And while Clinton took heat from Black Lives Matter activists for her support for a criminal justice bill her husband, Bill, pushed through as president that contributed to the rise of mass incarceration, Sanders voted for the same law.
Meanwhile, Sanders’ foreign policy platform was largely geared toward continuing American foreign policy that’s led to the deaths of millions of people around the world. On Feb. 2, Shadowproof writer Dan Wright noted that the senator intended to continue supporting the Saudi regime and “selectively” killing with drones. While he promised not to involve U.S. troops on the ground in Middle Eastern wars, he vowed to continue to support local “moderate” groups — a policy that has consistently led to U.S. and NATO military weapons and equipment falling into the hands of extremist groups like al-Qaida.
Writing in September, Nina Burleigh, a national politics correspondent for Newsweek, uncovered Sanders’ history of supporting what she termed “Pentagon pork.”
“After years of publicly attacking defense contractor Lockheed Martin for cost overruns and overpaid executives, he persuaded the defense behemoth, which manages the Sandia Labs research center for the Department of Energy, to place a Sandia satellite lab in Burlington. Even more lucrative for Vermont, Sanders snagged a piece of Lockheed’s F-35 Joint Strike Fighter program—a controversial $1.5 trillion program yielding the most expensive aircraft in history.”

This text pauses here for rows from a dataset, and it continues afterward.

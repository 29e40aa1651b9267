//! Type definitions for the node/edge/group arena.

use std::fmt;
use std::str::FromStr;

use glam::DVec3;

use crate::error::ChaikinError;

/// Type-safe node identifier (index into the node arena)
#[derive(Debug, Clone, Copy, PartialEq, Eq, PartialOrd, Ord, Hash)]
pub struct NodeId(pub u32);

/// Type-safe edge identifier (index into the edge arena)
#[derive(Debug, Clone, Copy, PartialEq, Eq, PartialOrd, Ord, Hash)]
pub struct EdgeId(pub u32);

/// Type-safe group (face) identifier
#[derive(Debug, Clone, Copy, PartialEq, Eq, PartialOrd, Ord, Hash)]
pub struct GroupId(pub u32);

/// Identifiers that address a slot of an arena
pub trait ArenaId: Copy + Eq + std::hash::Hash + fmt::Debug {
    fn from_index(index: usize) -> Self;
    fn index(self) -> usize;
}

macro_rules! arena_id {
    ($ty:ident) => {
        impl ArenaId for $ty {
            #[inline]
            fn from_index(index: usize) -> Self {
                Self(index as u32)
            }

            #[inline]
            fn index(self) -> usize {
                self.0 as usize
            }
        }
    };
}

arena_id!(NodeId);
arena_id!(EdgeId);
arena_id!(GroupId);

/// Kind of connection between two nodes
#[derive(Debug, Clone, Copy, PartialEq, Eq, Hash)]
pub enum EdgeType {
    /// True polyhedron connectivity, drives the subdivision
    Main,
    /// Triangulation diagonal, rendering only
    Graphical,
}

impl EdgeType {
    pub fn as_str(self) -> &'static str {
        match self {
            Self::Main => "main",
            Self::Graphical => "graphical",
        }
    }
}

impl FromStr for EdgeType {
    type Err = ChaikinError;

    fn from_str(s: &str) -> Result<Self, Self::Err> {
        match s {
            "main" => Ok(Self::Main),
            "graphical" => Ok(Self::Graphical),
            _ => Err(ChaikinError::UnknownEdgeType(s.to_string())),
        }
    }
}

impl fmt::Display for EdgeType {
    fn fmt(&self, f: &mut fmt::Formatter<'_>) -> fmt::Result {
        f.write_str(self.as_str())
    }
}

/// Edge selection used by queries and render extraction
#[derive(Debug, Clone, Copy, PartialEq, Eq, Default)]
pub enum EdgeFilter {
    Main,
    Graphical,
    #[default]
    Any,
}

impl EdgeFilter {
    #[inline]
    pub fn matches(self, edge_type: EdgeType) -> bool {
        match self {
            Self::Main => edge_type == EdgeType::Main,
            Self::Graphical => edge_type == EdgeType::Graphical,
            Self::Any => true,
        }
    }
}

impl From<EdgeType> for EdgeFilter {
    fn from(edge_type: EdgeType) -> Self {
        match edge_type {
            EdgeType::Main => Self::Main,
            EdgeType::Graphical => Self::Graphical,
        }
    }
}

impl FromStr for EdgeFilter {
    type Err = ChaikinError;

    fn from_str(s: &str) -> Result<Self, Self::Err> {
        match s {
            "main" => Ok(Self::Main),
            "graphical" => Ok(Self::Graphical),
            "any" => Ok(Self::Any),
            _ => Err(ChaikinError::UnknownEdgeFilter(s.to_string())),
        }
    }
}

/// A vertex of the mesh graph
#[derive(Debug, Clone)]
pub struct Node {
    pub id: NodeId,
    /// Fixed at creation
    pub position: DVec3,
    /// Incident edges, shared with the partner node
    pub(crate) edges: Vec<EdgeId>,
}

impl Node {
    pub(crate) fn new(id: NodeId, position: DVec3) -> Self {
        Self {
            id,
            position,
            edges: Vec::new(),
        }
    }

    /// All incident edges in their current order
    pub fn edges(&self) -> &[EdgeId] {
        &self.edges
    }

    pub fn degree(&self) -> usize {
        self.edges.len()
    }
}

/// An undirected connection between two distinct nodes
#[derive(Debug, Clone)]
pub struct Edge {
    pub id: EdgeId,
    pub edge_type: EdgeType,
    pub(crate) nodes: [NodeId; 2],
}

impl Edge {
    pub(crate) fn new(id: EdgeId, a: NodeId, b: NodeId, edge_type: EdgeType) -> Self {
        Self {
            id,
            edge_type,
            nodes: [a, b],
        }
    }

    pub fn nodes(&self) -> [NodeId; 2] {
        self.nodes
    }

    pub fn contains(&self, node: NodeId) -> bool {
        self.nodes[0] == node || self.nodes[1] == node
    }

    pub fn is_main(&self) -> bool {
        self.edge_type == EdgeType::Main
    }

    /// The endpoint opposite to `node`
    pub fn partner(&self, node: NodeId) -> Result<NodeId, ChaikinError> {
        if self.nodes[0] == node {
            Ok(self.nodes[1])
        } else if self.nodes[1] == node {
            Ok(self.nodes[0])
        } else {
            Err(ChaikinError::NotAnEndpoint {
                edge: self.id,
                node,
            })
        }
    }

    /// Whether this edge joins exactly `a` and `b`, in either direction
    pub fn joins(&self, a: NodeId, b: NodeId) -> bool {
        (self.nodes[0] == a && self.nodes[1] == b) || (self.nodes[0] == b && self.nodes[1] == a)
    }
}

#[cfg(test)]
mod tests {
    use super::*;

    #[test]
    fn test_edge_type_parsing() {
        assert_eq!("main".parse::<EdgeType>().unwrap(), EdgeType::Main);
        assert_eq!("graphical".parse::<EdgeType>().unwrap(), EdgeType::Graphical);
        let err = "diagonal".parse::<EdgeType>().unwrap_err();
        assert_eq!(err.kind(), crate::ErrorKind::MalformedInput);
    }

    #[test]
    fn test_edge_filter() {
        assert!(EdgeFilter::Any.matches(EdgeType::Main));
        assert!(EdgeFilter::Any.matches(EdgeType::Graphical));
        assert!(!EdgeFilter::Main.matches(EdgeType::Graphical));
        assert_eq!("any".parse::<EdgeFilter>().unwrap(), EdgeFilter::Any);
        assert!("all".parse::<EdgeFilter>().is_err());
    }

    #[test]
    fn test_edge_partner() {
        let edge = Edge::new(EdgeId(0), NodeId(3), NodeId(7), EdgeType::Main);
        assert_eq!(edge.partner(NodeId(3)).unwrap(), NodeId(7));
        assert_eq!(edge.partner(NodeId(7)).unwrap(), NodeId(3));
        assert!(edge.partner(NodeId(1)).is_err());
        assert!(edge.joins(NodeId(7), NodeId(3)));
    }
}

When peace activists objected to the plan, he defended it, saying the jets were “essentially built,” despite clear evidence that the F-35 program is an extremely costly failure.
“If it sounds like another term of Obama’s foreign policy, at least rhetorically, that’s because it is. Minus the inclusions of fair trade (which would likely have some teeth under a Sanders Administration), it is nearly identical to the principles espoused by President Obama,” Wright wrote.
Of course, like all candidates from both major political parties, Sanders, who spent time on a kibbutz in Israel, supports the ongoing occupation of Palestine by apartheid Israel. During a heated confrontation over this policy at an August 2014 town hall in his home state of Vermont, he admitted Israel had “overreacted” in certain actions, such as bombing U.N. shelters. But he defended the Israeli military’s brutal assault of Gaza that summer, which left about 2,300 dead — many of whom were civilians — and at least 300,000 homeless.
Perhaps most damning, Sanders put Democratic Party loyalty over movement-building. “Bernie Sanders has already endorsed Hillary Clinton,” Stein told me last summer, noting that he had promised not to run as an independent if he didn’t secure the Democratic nomination.
If not now, when?
It came as no surprise to me that Sanders formally endorsed Clinton for president. There’s a broken political system which I believe supports a coordinated effort by the entrenched establishment to force voters to choose between a corporate-owned, warmongering, neo-liberal Democrat or an unabashedly anti-human rights, openly racist, neo-fascist Republican, rather than turn to a third-party candidate.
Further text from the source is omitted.